● Assignment: Look through the material below. Copy every line with the string "stored" in it.

● Source data:
---*---

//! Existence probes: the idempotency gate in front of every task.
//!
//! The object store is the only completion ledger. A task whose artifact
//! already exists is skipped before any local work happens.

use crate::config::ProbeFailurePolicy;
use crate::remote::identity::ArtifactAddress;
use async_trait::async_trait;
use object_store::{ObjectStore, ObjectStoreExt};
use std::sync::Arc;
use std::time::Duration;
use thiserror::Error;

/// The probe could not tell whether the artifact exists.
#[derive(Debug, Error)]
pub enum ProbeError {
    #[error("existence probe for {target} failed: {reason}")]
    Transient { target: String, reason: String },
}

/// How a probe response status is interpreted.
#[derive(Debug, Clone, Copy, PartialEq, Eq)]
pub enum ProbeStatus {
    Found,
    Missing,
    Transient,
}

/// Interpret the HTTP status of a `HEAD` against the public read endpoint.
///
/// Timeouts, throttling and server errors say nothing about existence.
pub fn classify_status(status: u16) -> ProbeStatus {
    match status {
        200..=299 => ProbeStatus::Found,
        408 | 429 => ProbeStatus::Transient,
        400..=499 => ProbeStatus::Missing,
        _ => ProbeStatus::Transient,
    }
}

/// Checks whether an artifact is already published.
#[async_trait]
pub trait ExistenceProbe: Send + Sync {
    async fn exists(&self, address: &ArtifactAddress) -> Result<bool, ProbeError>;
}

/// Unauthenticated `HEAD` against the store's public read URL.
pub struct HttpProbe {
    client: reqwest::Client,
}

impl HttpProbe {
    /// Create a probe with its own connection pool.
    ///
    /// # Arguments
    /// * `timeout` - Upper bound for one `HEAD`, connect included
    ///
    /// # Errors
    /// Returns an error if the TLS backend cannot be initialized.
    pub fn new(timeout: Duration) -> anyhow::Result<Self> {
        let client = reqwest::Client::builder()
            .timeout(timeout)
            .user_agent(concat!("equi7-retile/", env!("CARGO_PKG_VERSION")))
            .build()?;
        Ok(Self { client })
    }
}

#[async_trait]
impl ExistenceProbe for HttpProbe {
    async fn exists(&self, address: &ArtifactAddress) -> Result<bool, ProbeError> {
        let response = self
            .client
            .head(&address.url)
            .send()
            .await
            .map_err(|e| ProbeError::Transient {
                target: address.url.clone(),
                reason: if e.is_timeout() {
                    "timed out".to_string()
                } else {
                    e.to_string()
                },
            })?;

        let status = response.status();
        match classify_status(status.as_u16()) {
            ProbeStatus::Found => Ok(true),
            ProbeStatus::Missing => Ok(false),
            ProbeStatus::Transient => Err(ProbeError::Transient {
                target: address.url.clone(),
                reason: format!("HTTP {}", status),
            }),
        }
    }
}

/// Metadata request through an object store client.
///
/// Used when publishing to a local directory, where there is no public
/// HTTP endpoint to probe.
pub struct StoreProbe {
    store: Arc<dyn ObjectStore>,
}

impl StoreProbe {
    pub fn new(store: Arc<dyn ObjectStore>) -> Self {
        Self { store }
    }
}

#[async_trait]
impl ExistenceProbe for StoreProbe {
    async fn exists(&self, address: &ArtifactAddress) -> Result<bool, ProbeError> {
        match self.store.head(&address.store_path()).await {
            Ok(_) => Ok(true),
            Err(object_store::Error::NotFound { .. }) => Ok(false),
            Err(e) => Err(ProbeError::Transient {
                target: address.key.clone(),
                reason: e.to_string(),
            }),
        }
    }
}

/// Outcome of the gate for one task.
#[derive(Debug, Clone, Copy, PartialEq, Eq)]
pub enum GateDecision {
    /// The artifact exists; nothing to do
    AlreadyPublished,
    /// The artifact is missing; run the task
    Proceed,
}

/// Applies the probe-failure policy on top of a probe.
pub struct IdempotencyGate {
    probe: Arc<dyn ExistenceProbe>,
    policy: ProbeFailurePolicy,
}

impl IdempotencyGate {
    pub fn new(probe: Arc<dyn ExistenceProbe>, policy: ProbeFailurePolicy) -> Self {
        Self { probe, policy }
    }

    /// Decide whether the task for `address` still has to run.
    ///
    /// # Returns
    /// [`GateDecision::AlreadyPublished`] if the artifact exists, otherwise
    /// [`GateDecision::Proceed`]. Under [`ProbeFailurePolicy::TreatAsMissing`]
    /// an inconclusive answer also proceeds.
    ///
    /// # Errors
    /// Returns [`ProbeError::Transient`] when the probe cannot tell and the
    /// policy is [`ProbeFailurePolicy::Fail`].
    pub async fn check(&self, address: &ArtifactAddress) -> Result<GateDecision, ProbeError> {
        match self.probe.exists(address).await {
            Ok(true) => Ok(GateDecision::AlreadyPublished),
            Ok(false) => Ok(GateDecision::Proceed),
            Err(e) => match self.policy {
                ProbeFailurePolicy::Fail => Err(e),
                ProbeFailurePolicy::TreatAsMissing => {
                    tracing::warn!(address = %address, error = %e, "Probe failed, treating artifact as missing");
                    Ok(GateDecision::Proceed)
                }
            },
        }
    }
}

---*---

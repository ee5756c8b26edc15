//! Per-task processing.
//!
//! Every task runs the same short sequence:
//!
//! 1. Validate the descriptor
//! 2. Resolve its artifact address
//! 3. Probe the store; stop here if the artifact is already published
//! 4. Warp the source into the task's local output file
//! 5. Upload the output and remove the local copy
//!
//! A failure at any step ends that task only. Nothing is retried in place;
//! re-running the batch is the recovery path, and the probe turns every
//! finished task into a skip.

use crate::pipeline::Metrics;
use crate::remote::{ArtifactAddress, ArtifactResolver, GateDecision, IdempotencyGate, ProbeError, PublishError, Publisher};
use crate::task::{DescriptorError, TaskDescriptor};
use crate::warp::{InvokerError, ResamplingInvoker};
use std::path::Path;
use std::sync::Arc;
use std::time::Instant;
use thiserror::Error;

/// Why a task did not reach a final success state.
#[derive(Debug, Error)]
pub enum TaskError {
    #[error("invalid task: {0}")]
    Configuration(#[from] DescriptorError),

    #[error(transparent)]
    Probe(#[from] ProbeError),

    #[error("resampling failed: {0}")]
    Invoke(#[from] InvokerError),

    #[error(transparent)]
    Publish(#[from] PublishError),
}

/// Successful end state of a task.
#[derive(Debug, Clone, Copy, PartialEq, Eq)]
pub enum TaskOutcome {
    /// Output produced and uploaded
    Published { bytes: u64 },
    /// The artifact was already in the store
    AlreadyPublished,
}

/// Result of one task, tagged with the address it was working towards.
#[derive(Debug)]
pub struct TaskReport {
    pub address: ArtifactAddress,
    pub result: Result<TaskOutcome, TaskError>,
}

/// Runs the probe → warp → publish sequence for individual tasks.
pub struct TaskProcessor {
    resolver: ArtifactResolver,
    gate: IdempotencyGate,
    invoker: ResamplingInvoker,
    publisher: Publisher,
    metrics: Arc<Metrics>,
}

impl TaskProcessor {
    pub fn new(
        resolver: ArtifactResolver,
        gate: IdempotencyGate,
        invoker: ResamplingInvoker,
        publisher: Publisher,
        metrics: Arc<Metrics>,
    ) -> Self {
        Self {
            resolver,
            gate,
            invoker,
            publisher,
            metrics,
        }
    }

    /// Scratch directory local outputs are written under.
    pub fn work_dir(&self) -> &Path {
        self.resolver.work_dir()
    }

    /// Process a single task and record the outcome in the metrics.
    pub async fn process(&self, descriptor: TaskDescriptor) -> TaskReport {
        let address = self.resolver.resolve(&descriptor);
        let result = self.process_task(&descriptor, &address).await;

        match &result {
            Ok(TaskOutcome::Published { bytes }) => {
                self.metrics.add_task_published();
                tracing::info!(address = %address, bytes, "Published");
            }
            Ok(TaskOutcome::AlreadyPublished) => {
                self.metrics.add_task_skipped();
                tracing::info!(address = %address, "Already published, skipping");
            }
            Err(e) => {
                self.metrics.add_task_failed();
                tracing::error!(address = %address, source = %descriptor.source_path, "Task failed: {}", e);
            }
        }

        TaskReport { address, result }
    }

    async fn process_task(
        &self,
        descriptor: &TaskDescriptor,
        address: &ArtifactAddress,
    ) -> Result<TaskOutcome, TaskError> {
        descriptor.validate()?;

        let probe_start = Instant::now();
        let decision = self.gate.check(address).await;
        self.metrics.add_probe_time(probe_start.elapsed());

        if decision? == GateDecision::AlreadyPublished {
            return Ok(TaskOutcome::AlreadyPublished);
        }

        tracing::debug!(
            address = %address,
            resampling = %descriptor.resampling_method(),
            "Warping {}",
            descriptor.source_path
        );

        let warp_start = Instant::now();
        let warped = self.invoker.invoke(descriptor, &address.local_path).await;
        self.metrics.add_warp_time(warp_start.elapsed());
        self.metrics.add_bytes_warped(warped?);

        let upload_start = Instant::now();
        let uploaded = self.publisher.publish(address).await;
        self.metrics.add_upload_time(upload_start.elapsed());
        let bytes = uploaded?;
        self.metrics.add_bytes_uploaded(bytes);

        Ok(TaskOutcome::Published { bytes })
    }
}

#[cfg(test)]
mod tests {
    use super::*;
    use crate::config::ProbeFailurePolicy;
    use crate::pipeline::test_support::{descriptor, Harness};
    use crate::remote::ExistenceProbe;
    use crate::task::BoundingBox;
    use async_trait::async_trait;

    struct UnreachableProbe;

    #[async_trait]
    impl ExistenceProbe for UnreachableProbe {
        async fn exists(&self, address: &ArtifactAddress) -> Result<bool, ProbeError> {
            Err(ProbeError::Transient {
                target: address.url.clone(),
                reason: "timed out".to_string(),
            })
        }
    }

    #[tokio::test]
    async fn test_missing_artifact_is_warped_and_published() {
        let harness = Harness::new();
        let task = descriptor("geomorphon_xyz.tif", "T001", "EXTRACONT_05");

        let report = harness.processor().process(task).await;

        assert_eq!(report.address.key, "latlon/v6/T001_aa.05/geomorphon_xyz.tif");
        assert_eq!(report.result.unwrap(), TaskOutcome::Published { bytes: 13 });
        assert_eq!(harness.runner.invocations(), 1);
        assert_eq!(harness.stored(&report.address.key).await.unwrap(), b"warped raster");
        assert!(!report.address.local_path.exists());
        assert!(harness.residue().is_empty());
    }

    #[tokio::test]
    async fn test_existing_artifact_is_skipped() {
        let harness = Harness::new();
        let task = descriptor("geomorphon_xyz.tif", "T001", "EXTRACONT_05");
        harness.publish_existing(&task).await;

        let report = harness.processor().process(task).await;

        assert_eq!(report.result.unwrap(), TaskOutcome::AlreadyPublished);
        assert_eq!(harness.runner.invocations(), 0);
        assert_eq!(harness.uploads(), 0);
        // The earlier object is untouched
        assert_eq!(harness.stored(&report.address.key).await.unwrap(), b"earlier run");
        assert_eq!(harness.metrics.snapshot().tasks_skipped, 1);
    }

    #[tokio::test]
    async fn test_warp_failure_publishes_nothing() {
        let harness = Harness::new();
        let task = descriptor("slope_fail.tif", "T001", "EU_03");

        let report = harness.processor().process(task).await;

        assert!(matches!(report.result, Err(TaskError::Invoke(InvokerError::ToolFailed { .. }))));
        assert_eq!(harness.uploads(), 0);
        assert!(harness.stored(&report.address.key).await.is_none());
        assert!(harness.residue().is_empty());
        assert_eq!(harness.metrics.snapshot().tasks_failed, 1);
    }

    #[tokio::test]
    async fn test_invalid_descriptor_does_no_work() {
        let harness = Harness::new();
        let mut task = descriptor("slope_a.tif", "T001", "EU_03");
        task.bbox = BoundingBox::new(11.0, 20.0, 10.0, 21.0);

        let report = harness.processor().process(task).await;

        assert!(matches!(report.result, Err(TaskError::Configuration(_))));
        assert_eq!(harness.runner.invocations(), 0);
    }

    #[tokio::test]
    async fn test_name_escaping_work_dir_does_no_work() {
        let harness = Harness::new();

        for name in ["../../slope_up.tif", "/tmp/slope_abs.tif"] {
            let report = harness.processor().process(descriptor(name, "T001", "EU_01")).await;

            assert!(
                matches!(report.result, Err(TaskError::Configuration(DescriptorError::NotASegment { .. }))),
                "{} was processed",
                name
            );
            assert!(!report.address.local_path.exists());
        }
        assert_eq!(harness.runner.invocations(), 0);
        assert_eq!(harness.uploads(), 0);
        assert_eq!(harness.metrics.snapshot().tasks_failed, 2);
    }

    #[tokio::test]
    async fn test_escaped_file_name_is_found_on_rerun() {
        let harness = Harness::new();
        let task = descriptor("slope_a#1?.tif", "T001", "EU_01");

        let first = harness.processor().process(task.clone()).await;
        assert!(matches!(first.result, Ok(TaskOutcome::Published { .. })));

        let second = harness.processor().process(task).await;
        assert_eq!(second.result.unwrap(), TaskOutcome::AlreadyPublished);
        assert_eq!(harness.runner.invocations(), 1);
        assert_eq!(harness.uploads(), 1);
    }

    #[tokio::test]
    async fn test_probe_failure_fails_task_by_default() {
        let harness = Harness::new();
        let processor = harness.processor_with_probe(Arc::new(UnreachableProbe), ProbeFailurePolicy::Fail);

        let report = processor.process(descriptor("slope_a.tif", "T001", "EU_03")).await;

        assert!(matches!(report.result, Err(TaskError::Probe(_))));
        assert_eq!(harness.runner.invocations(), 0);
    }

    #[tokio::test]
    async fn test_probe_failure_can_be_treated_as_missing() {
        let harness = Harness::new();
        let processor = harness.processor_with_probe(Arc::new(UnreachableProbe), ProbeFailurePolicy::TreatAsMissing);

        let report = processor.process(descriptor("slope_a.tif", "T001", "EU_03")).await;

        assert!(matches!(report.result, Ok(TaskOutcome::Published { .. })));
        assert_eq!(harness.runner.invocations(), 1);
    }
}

---*---

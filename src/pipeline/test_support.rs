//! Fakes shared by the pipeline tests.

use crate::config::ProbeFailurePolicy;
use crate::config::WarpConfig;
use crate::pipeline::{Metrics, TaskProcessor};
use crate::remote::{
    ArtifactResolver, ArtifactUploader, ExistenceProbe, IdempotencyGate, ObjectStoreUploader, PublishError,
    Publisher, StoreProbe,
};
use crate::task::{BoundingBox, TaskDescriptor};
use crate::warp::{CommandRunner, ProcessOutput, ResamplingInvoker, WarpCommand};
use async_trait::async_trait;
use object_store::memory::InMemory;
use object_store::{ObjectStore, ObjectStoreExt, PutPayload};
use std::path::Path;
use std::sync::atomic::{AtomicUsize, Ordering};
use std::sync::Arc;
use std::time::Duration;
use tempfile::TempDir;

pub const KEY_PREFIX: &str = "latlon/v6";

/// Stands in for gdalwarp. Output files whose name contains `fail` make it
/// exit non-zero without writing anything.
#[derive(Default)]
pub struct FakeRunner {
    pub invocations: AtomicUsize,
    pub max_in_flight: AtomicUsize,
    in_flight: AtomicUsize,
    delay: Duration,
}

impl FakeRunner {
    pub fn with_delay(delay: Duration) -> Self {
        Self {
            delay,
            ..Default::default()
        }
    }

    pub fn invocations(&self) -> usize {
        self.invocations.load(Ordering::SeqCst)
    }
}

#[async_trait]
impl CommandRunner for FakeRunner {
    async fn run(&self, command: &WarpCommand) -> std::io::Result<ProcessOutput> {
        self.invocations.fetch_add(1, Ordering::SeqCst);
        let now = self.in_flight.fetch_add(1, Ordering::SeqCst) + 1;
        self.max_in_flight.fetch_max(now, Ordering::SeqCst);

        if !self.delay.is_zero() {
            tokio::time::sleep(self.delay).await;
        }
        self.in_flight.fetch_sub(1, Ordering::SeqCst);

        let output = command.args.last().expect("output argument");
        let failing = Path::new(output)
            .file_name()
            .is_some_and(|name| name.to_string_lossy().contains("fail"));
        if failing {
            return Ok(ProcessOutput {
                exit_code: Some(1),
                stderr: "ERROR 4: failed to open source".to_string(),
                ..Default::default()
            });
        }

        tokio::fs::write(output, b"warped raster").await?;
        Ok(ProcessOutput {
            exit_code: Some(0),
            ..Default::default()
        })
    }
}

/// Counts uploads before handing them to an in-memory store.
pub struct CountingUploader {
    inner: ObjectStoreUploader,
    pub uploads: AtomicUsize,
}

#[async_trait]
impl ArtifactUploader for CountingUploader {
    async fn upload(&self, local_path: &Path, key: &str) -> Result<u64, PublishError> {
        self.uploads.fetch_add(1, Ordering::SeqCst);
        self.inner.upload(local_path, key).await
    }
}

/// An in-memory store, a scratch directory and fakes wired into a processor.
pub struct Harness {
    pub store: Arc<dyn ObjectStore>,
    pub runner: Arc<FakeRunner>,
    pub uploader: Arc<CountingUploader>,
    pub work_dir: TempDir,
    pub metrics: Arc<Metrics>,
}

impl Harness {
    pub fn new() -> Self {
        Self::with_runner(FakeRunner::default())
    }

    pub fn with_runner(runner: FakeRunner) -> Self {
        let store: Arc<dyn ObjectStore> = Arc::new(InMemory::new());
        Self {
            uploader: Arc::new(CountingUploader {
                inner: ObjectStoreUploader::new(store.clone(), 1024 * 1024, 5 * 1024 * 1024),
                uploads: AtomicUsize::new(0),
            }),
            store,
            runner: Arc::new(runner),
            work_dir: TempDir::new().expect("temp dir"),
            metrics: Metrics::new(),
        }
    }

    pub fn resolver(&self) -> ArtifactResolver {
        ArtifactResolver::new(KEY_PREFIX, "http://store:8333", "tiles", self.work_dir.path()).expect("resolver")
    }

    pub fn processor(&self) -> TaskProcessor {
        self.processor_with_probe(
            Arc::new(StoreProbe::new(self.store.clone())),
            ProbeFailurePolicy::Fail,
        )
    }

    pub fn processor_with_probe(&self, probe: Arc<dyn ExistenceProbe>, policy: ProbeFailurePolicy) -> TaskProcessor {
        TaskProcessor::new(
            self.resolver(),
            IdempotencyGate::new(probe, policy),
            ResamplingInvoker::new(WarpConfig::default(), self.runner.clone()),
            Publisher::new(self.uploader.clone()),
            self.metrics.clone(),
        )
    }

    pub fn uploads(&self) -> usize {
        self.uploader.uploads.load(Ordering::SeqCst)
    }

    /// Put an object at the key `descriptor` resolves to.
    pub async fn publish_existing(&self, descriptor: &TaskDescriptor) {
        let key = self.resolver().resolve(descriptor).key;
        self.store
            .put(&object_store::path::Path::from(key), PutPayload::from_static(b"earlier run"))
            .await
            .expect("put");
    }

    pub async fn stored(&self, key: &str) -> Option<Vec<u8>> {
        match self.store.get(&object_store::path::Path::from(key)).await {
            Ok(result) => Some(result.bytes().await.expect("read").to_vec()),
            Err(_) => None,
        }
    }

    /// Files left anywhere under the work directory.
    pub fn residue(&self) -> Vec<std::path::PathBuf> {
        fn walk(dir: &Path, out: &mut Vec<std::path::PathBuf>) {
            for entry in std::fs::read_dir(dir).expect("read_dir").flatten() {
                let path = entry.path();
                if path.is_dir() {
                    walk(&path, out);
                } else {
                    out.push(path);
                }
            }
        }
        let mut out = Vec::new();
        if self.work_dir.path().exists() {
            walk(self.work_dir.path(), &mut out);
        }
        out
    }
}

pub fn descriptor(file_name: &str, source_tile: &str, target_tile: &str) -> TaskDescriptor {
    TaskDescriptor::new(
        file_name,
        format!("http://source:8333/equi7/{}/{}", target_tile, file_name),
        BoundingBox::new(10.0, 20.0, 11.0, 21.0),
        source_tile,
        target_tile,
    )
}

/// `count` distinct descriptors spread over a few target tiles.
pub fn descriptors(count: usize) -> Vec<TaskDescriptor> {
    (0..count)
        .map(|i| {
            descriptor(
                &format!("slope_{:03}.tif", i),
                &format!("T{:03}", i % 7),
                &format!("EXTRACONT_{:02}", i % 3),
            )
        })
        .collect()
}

---*---

● Response box:
        assert_eq!(harness.stored(&report.address.key).await.unwrap(), b"warped raster");
        assert_eq!(harness.stored(&report.address.key).await.unwrap(), b"earlier run");
        assert!(harness.stored(&report.address.key).await.is_none());
    pub async fn stored(&self, key: &str) -> Option<Vec<u8>> {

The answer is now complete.